# [Brief]
Every line below that includes "pending" counts toward the total. Report that total alone.

# [Records to use]
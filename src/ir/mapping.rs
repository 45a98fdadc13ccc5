//! Mapping grouping
//!
//! Mappings that share a match signature (host match, path match, case
//! sensitivity and the sorted header-matcher set) collapse into one
//! [`MappingGroup`], which is emitted as a single route with a weighted
//! upstream set. Group-wide attributes (priority, timeout, rewrites, CORS,
//! rate-limit labels) come from the group's first member.

use super::cluster::IrCluster;
use super::cors::{CorsPolicy, IrCors};
use super::module::IrModule;
use super::ratelimit::{labels_for_domain, IrRateLimitService};
use super::resolve::resolve_cloned;
use super::tls::IrHost;
use super::Notices;
use crate::errors::NoticeKind;
use crate::resources::{MappingSpec, RateLimitLabelSpec, Resource};
use serde::{Deserialize, Serialize};
use std::collections::HashMap;

/// Route timeout applied when a Mapping does not set `timeout_ms`
pub const DEFAULT_TIMEOUT_MS: u64 = 3000;

/// Header carrying the request authority; host matches are expressed through it
pub const AUTHORITY_HEADER: &str = ":authority";

const LINKERD_HEADER: &str = "l5d-dst-override";

#[derive(Debug, Clone, PartialEq, Eq, Hash, PartialOrd, Ord)]
pub enum HostMatch {
    Exact(String),
    Regex(String),
}

impl HostMatch {
    pub fn exact(&self) -> Option<&str> {
        match self {
            HostMatch::Exact(host) => Some(host),
            HostMatch::Regex(_) => None,
        }
    }

    fn matcher(&self) -> HeaderMatcher {
        let (value, regex) = match self {
            HostMatch::Exact(host) => (host.clone(), false),
            HostMatch::Regex(pattern) => (pattern.clone(), true),
        };
        HeaderMatcher { name: AUTHORITY_HEADER.to_string(), value, regex }
    }
}

#[derive(Debug, Clone, PartialEq, Eq, Hash)]
pub enum PathMatch {
    Prefix(String),
    Regex(String),
}

/// One header match clause; `regex` selects regex over exact matching
#[derive(Debug, Clone, PartialEq, Eq, Hash, PartialOrd, Ord, Serialize, Deserialize)]
pub struct HeaderMatcher {
    pub name: String,
    pub value: String,
    pub regex: bool,
}

/// The match signature shared by every member of a group
#[derive(Debug, Clone, PartialEq, Eq, Hash)]
pub struct GroupKey {
    pub host: Option<HostMatch>,
    pub path: PathMatch,
    pub case_sensitive: bool,
    /// Sorted by name, then value
    pub headers: Vec<HeaderMatcher>,
}

impl GroupKey {
    pub fn for_mapping(spec: &MappingSpec, host: Option<HostMatch>) -> Self {
        let path = if spec.prefix_regex {
            PathMatch::Regex(spec.prefix.clone())
        } else {
            PathMatch::Prefix(spec.prefix.clone())
        };

        let mut headers: Vec<HeaderMatcher> = spec
            .headers
            .iter()
            .map(|(name, value)| HeaderMatcher { name: name.clone(), value: value.clone(), regex: false })
            .chain(spec.regex_headers.iter().map(|(name, value)| HeaderMatcher {
                name: name.clone(),
                value: value.clone(),
                regex: true,
            }))
            .collect();
        headers.sort();

        Self { host, path, case_sensitive: spec.case_sensitive.unwrap_or(true), headers }
    }
}

/// A request header added on the way upstream
#[derive(Debug, Clone, PartialEq, Eq, Hash, Serialize, Deserialize)]
pub struct AddedHeader {
    pub key: String,
    pub value: String,
    pub append: bool,
}

#[derive(Debug, Clone, PartialEq, Eq, Hash, Serialize, Deserialize)]
pub struct WeightedCluster {
    pub name: String,
    pub weight: u32,
    pub request_headers_to_add: Vec<AddedHeader>,
}

#[derive(Debug, Clone, PartialEq, Eq, Hash, Serialize, Deserialize)]
pub struct RedirectTarget {
    pub host_redirect: String,
    pub path_redirect: Option<String>,
}

/// A validated Mapping with its host and upstream resolved
#[derive(Debug, Clone)]
pub struct IrMapping {
    pub rkey: String,
    pub spec: MappingSpec,
    pub host: Option<HostMatch>,
    pub cluster: IrCluster,
    pub cors: Option<IrCors>,
    pub add_linkerd_headers: bool,
}

impl IrMapping {
    /// Resolve a Mapping's host (explicit, or inherited through a Host selector)
    pub fn new(resource: &Resource, spec: MappingSpec, hosts: &[IrHost], module: &IrModule) -> Self {
        let rkey = resource.rkey();

        let host = match &spec.host {
            Some(host) if spec.host_regex => Some(HostMatch::Regex(host.clone())),
            Some(host) => Some(HostMatch::Exact(host.to_ascii_lowercase())),
            None => hosts
                .iter()
                .find(|h| h.selector.as_ref().is_some_and(|s| s.matches(&resource.meta.labels)))
                .map(|h| HostMatch::Exact(h.hostname.clone())),
        };

        let cors = spec.cors.clone().map(|cors| IrCors::new("Mapping", &rkey, &resource.meta.name, cors));

        Self {
            cluster: IrCluster::from_service(&spec.service),
            add_linkerd_headers: spec.add_linkerd_headers.unwrap_or(module.add_linkerd_headers),
            rkey,
            host,
            cors,
            spec,
        }
    }

    pub fn key(&self) -> GroupKey {
        GroupKey::for_mapping(&self.spec, self.host.clone())
    }

    fn added_headers(&self) -> impl Iterator<Item = AddedHeader> + '_ {
        self.spec.add_request_headers.iter().map(|(key, header)| AddedHeader {
            key: key.clone(),
            value: header.value().to_string(),
            append: header.append(),
        })
    }
}

/// Mappings sharing one match signature, emitted as a single route
#[derive(Debug, Clone)]
pub struct MappingGroup {
    pub key: GroupKey,
    /// Position of the group's first member in resource order
    pub order: usize,
    pub mappings: Vec<IrMapping>,
    pub priority: i32,
    pub timeout_ms: u64,
    pub rewrite: Option<String>,
    pub host_rewrite: Option<String>,
    pub auto_host_rewrite: Option<bool>,
    pub cors: Option<CorsPolicy>,
    pub rate_limit_labels: Vec<RateLimitLabelSpec>,
    pub redirect: Option<RedirectTarget>,
    pub clusters: Vec<WeightedCluster>,
    pub request_headers_to_add: Vec<AddedHeader>,
}

impl MappingGroup {
    /// Header matchers including the host match, in emission order
    pub fn headers(&self) -> Vec<HeaderMatcher> {
        let mut headers = self.key.headers.clone();
        if let Some(host) = &self.key.host {
            headers.push(host.matcher());
        }
        headers
    }

    /// Exact hostname this group is bound to, if any
    pub fn exact_host(&self) -> Option<&str> {
        self.key.host.as_ref().and_then(HostMatch::exact)
    }

    pub fn is_redirect(&self) -> bool {
        self.redirect.is_some()
    }
}

/// Accumulates Mappings into groups while preserving first-seen order
#[derive(Debug, Default)]
pub(crate) struct GroupBuilder {
    pending: Vec<(GroupKey, Vec<IrMapping>)>,
    index: HashMap<GroupKey, usize>,
}

impl GroupBuilder {
    pub fn add(&mut self, mapping: IrMapping) {
        let key = mapping.key();
        match self.index.get(&key) {
            Some(&position) => self.pending[position].1.push(mapping),
            None => {
                self.index.insert(key.clone(), self.pending.len());
                self.pending.push((key, vec![mapping]));
            }
        }
    }

    /// Resolve group attributes and weights, then order by priority
    pub fn finish(
        self,
        module: &IrModule,
        ratelimit: Option<&IrRateLimitService>,
        notices: &mut Notices,
    ) -> Vec<MappingGroup> {
        let mut groups: Vec<MappingGroup> = self
            .pending
            .into_iter()
            .enumerate()
            .map(|(order, (key, members))| finish_group(order, key, members, module, ratelimit, notices))
            .collect();

        // stable: equal priorities keep insertion order
        groups.sort_by(|a, b| b.priority.cmp(&a.priority));
        groups
    }
}

fn finish_group(
    order: usize,
    key: GroupKey,
    members: Vec<IrMapping>,
    module: &IrModule,
    ratelimit: Option<&IrRateLimitService>,
    notices: &mut Notices,
) -> MappingGroup {
    let members = apply_redirect_policy(members, notices);
    let members = if members.iter().any(|m| m.spec.host_redirect) {
        members
    } else {
        apply_weight_budget(members, notices)
    };

    let redirect = members.iter().find(|m| m.spec.host_redirect).map(|m| RedirectTarget {
        host_redirect: m.spec.service.clone(),
        path_redirect: m.spec.path_redirect.clone(),
    });

    let first = &members[0];

    let cors = resolve_cloned(first.cors.as_ref(), module.cors.as_ref(), None)
        .and_then(|cors| cors.policy());

    let rate_limit_labels = ratelimit
        .map(|rls| labels_for_domain(module, &first.spec, &rls.domain))
        .unwrap_or_default();

    let request_headers_to_add: Vec<AddedHeader> =
        members.iter().flat_map(IrMapping::added_headers).collect();

    let clusters = if redirect.is_some() {
        Vec::new()
    } else {
        weighted_clusters(&members)
    };

    MappingGroup {
        order,
        priority: first.spec.priority.unwrap_or(0),
        timeout_ms: first.spec.timeout_ms.unwrap_or(DEFAULT_TIMEOUT_MS),
        rewrite: first.spec.rewrite.clone().filter(|rewrite| !rewrite.is_empty()),
        host_rewrite: first.spec.host_rewrite.clone(),
        auto_host_rewrite: first.spec.auto_host_rewrite,
        cors,
        rate_limit_labels,
        redirect,
        clusters,
        request_headers_to_add,
        mappings: members,
        key,
    }
}

/// A redirecting group keeps only its first redirect Mapping
fn apply_redirect_policy(members: Vec<IrMapping>, notices: &mut Notices) -> Vec<IrMapping> {
    let Some(winner) = members.iter().position(|m| m.spec.host_redirect) else {
        return members;
    };

    let winner_rkey = members[winner].rkey.clone();
    let mut kept = Vec::with_capacity(1);

    for (position, mapping) in members.into_iter().enumerate() {
        if position == winner {
            kept.push(mapping);
            continue;
        }

        let message = if mapping.spec.host_redirect {
            format!("route already redirects via {}; second redirect ignored", winner_rkey)
        } else {
            format!("route redirects via {}; upstream '{}' dropped", winner_rkey, mapping.spec.service)
        };
        notices.report(NoticeKind::RedirectConflict, mapping.rkey.clone(), message);
    }

    kept
}

/// Explicit weights share a budget of 100; a member whose weight would push
/// the group past it is dropped
fn apply_weight_budget(members: Vec<IrMapping>, notices: &mut Notices) -> Vec<IrMapping> {
    let mut explicit = 0u32;
    let mut kept = Vec::with_capacity(members.len());

    for mapping in members {
        match mapping.spec.weight {
            Some(weight) if explicit + weight > 100 => notices.report(
                NoticeKind::WeightOverflow,
                mapping.rkey.clone(),
                format!(
                    "weight {} would bring the group total to {}; upstream '{}' dropped",
                    weight,
                    explicit + weight,
                    mapping.spec.service
                ),
            ),
            Some(weight) => {
                explicit += weight;
                kept.push(mapping);
            }
            None => kept.push(mapping),
        }
    }

    kept
}

/// Weighted upstreams for a group, always totalling 100
///
/// Members without an explicit weight split what the explicit weights leave
/// of 100 equally; the last of them absorbs the rounding remainder. With no
/// weightless members the last member absorbs any shortfall.
fn weighted_clusters(members: &[IrMapping]) -> Vec<WeightedCluster> {
    let explicit: u32 = members.iter().filter_map(|m| m.spec.weight).sum();
    let weightless = members.iter().filter(|m| m.spec.weight.is_none()).count() as u32;

    let remainder = 100u32.saturating_sub(explicit);
    let share = if weightless > 0 { remainder / weightless } else { 0 };
    let last = members.len().saturating_sub(1);
    let mut seen_weightless = 0;

    members
        .iter()
        .enumerate()
        .map(|(position, mapping)| {
            let weight = match mapping.spec.weight {
                Some(weight) if weightless == 0 && position == last => weight + remainder,
                Some(weight) => weight,
                None => {
                    seen_weightless += 1;
                    if seen_weightless == weightless {
                        remainder - share * (weightless - 1)
                    } else {
                        share
                    }
                }
            };

            let request_headers_to_add = if mapping.add_linkerd_headers {
                vec![AddedHeader {
                    key: LINKERD_HEADER.to_string(),
                    value: mapping.cluster.authority(),
                    append: false,
                }]
            } else {
                Vec::new()
            };

            WeightedCluster { name: mapping.cluster.name.clone(), weight, request_headers_to_add }
        })
        .collect()
}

# [Solution to the exercise]
5